Your answer should repeat every line of the records below in which the word "else" appears.

Data
:::

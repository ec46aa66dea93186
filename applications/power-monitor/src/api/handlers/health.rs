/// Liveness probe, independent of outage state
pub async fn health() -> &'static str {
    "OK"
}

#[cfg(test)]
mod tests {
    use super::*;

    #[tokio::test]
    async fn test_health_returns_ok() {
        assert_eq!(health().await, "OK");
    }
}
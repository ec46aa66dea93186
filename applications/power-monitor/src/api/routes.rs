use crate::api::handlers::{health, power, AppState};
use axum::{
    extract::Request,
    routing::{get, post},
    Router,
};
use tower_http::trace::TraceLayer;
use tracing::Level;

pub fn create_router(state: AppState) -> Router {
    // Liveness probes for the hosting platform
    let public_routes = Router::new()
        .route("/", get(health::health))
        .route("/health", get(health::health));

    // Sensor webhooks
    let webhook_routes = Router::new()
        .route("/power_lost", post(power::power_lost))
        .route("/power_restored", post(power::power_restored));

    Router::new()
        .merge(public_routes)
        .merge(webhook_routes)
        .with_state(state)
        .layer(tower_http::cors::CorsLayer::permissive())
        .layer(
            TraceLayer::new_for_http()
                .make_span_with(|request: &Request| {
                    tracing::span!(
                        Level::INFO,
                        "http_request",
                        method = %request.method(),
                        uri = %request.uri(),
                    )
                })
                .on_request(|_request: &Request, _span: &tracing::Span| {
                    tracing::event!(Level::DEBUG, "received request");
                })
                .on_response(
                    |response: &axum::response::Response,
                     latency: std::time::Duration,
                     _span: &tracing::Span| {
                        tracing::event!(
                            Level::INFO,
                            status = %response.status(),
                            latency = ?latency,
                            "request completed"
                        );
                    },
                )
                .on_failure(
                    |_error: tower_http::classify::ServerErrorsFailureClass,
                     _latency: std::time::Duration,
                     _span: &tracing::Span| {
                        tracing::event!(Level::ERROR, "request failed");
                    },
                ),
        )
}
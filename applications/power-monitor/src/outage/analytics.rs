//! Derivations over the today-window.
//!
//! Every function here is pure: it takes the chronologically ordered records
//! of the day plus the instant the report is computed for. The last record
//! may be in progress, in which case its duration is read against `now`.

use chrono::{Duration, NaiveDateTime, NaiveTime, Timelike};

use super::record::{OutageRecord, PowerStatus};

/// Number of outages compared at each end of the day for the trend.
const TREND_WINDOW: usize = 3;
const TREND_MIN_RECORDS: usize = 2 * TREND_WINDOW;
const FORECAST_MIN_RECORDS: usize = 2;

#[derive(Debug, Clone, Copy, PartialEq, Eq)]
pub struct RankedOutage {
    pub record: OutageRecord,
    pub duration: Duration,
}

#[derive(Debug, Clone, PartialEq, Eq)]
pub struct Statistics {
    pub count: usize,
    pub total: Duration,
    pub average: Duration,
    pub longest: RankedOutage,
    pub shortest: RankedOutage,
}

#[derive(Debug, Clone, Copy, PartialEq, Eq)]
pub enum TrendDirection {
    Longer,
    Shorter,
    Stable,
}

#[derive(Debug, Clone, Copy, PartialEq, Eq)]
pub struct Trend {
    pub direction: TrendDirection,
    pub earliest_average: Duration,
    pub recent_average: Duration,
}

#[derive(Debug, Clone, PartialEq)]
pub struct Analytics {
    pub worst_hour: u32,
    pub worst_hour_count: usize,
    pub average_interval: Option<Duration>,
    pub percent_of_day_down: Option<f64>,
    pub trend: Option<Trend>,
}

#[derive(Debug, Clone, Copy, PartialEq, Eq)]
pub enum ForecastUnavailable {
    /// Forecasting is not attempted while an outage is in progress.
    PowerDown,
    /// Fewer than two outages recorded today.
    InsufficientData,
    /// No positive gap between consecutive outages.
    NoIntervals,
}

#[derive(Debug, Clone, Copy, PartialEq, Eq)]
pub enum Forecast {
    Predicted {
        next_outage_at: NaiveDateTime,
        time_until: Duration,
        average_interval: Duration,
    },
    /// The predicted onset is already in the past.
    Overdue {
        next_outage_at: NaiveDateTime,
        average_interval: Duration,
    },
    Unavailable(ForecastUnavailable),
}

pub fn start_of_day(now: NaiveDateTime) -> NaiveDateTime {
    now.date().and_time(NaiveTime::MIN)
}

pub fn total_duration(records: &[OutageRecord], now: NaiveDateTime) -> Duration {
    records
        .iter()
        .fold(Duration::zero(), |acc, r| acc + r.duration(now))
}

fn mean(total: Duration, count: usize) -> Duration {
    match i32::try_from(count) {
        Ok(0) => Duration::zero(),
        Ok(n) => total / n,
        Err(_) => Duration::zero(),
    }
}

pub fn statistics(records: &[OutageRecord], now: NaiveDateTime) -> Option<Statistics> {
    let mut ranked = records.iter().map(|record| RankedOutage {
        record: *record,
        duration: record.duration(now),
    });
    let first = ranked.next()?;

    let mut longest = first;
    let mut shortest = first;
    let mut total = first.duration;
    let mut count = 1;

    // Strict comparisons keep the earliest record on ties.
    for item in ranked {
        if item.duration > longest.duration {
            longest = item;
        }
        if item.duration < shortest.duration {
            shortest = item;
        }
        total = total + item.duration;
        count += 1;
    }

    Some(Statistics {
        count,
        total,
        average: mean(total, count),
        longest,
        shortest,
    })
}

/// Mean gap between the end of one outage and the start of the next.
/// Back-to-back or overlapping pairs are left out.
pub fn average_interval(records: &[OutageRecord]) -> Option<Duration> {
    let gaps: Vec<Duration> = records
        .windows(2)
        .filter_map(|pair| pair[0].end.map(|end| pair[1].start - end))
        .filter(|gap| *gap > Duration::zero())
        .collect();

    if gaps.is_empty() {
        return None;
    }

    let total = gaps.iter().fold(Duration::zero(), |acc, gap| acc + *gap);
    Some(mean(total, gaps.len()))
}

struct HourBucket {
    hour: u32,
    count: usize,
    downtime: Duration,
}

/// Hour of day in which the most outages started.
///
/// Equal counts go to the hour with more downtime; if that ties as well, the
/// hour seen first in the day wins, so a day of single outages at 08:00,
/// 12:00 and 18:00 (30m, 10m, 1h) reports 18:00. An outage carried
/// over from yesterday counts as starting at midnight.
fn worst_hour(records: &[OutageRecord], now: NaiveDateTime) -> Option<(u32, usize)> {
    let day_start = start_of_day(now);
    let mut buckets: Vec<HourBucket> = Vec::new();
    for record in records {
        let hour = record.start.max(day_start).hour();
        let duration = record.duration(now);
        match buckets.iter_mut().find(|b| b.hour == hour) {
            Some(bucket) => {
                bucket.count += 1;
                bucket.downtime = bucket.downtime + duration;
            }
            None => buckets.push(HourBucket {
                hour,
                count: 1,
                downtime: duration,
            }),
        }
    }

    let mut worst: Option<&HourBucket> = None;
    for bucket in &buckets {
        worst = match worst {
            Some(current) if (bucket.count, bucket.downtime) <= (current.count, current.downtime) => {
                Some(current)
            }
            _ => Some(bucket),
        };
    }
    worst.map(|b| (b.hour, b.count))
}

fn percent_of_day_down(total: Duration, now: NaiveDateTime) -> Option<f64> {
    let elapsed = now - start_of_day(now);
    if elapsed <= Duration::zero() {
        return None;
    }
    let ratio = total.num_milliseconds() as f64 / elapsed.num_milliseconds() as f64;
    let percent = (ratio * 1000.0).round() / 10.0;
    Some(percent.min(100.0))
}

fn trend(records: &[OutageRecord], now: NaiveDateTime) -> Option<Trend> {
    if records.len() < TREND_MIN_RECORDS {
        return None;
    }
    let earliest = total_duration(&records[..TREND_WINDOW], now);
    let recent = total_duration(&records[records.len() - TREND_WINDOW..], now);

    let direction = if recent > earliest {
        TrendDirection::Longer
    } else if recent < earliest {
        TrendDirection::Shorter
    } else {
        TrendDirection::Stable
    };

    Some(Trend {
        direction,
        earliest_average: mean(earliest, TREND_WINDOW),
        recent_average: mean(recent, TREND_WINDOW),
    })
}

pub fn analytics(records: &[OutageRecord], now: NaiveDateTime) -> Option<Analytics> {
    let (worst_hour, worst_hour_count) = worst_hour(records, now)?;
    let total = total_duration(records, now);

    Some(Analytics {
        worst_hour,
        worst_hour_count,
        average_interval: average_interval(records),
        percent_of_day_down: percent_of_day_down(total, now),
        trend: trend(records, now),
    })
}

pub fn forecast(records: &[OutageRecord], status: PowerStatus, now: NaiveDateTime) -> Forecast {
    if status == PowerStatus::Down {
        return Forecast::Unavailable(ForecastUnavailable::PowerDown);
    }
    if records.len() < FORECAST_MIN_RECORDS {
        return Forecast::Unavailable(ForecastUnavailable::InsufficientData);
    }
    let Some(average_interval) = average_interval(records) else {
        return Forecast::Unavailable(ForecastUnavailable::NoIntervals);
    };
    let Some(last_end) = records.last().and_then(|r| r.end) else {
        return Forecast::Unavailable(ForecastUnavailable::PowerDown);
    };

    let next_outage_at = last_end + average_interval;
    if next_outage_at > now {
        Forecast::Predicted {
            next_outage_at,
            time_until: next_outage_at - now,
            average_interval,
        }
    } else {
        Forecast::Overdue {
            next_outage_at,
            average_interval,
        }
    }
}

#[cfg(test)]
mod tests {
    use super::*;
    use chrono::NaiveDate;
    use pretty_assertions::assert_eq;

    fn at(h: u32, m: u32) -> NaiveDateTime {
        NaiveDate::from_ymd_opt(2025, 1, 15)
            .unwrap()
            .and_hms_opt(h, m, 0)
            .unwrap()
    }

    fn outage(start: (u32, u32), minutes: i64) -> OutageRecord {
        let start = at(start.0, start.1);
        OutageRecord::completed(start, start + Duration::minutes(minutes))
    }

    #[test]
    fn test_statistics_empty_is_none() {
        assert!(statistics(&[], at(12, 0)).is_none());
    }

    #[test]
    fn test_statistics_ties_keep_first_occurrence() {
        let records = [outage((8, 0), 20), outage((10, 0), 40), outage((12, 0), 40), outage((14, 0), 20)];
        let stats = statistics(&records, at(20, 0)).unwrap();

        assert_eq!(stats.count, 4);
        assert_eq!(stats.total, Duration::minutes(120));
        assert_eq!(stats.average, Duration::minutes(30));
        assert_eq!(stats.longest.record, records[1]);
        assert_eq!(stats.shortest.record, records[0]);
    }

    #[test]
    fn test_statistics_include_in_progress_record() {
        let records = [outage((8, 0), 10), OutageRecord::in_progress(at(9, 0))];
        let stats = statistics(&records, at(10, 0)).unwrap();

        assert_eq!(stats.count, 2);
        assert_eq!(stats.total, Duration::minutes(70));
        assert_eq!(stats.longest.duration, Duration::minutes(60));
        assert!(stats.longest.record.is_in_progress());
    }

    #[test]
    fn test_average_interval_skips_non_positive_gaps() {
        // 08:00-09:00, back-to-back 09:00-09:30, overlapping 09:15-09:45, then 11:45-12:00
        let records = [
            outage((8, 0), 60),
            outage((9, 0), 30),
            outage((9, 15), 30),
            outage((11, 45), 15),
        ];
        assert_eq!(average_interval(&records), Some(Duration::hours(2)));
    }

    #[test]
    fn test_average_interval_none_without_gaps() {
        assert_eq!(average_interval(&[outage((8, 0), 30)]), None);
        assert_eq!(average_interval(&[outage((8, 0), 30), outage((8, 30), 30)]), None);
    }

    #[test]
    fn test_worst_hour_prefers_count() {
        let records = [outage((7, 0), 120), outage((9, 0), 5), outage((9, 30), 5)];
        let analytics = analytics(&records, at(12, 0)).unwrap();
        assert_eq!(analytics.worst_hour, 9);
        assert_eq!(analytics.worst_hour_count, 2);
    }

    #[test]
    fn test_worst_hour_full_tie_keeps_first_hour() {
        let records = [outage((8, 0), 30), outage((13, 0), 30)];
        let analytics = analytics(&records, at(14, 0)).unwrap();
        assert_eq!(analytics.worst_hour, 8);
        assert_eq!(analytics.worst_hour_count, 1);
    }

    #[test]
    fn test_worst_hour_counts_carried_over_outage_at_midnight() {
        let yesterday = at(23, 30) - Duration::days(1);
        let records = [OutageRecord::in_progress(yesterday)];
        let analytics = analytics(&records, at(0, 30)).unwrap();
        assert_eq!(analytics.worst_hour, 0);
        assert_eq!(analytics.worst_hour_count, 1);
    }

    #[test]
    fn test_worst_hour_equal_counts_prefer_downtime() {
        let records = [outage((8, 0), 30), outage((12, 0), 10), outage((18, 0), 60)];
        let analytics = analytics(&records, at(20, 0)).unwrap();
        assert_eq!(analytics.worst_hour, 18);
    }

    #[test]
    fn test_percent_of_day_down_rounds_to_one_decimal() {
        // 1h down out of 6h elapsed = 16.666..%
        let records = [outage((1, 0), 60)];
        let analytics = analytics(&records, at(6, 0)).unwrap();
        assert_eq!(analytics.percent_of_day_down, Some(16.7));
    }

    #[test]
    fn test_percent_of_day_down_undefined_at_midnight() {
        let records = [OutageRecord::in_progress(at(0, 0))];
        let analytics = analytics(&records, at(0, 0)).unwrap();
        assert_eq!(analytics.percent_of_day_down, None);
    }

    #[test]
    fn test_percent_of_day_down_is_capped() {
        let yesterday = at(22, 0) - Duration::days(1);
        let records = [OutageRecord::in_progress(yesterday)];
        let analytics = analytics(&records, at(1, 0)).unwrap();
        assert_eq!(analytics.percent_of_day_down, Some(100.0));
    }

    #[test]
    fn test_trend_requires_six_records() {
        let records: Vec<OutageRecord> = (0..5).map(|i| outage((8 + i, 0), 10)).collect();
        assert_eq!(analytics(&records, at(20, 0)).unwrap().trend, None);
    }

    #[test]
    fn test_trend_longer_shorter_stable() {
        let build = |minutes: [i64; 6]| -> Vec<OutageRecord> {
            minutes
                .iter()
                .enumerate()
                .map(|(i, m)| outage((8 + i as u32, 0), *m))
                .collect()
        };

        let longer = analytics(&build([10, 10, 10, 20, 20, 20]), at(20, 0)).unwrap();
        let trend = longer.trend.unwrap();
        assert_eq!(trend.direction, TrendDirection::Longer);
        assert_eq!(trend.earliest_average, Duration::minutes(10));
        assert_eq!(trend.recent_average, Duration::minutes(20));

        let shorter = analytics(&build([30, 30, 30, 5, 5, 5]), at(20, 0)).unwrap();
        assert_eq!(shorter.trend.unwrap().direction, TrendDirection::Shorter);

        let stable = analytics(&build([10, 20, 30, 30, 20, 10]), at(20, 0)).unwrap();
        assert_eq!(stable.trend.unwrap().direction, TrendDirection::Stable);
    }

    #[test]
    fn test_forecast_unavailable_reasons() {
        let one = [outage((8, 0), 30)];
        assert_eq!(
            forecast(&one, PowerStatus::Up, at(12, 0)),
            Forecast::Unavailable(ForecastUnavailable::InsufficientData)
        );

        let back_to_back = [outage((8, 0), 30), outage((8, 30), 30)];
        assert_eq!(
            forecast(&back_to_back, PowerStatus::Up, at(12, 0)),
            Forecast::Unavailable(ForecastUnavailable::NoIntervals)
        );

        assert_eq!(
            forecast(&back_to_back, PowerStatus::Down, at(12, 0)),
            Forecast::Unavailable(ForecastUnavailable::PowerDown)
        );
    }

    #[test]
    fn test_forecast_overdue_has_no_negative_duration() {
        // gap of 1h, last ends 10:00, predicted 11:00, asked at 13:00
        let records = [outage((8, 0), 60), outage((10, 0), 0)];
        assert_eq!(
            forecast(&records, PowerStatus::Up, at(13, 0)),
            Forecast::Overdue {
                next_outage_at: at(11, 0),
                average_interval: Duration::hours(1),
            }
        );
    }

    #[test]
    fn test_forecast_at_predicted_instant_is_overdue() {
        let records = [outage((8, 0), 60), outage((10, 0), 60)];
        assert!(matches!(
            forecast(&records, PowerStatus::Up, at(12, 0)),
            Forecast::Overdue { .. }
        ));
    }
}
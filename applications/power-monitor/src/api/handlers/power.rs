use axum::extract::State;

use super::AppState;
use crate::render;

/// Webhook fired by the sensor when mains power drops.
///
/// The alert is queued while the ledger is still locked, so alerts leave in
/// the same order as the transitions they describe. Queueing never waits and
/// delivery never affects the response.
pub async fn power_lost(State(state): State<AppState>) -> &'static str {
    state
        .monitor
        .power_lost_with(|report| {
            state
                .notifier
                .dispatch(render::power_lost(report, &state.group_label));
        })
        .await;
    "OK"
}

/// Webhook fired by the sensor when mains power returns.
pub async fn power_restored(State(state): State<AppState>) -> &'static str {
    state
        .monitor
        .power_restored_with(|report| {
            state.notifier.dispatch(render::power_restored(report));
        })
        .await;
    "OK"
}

:::

Answer space
    } else if recent < earliest {
    } else {
    let Some(average_interval) = average_interval(records) else {
    let Some(last_end) = records.last().and_then(|r| r.end) else {
    } else {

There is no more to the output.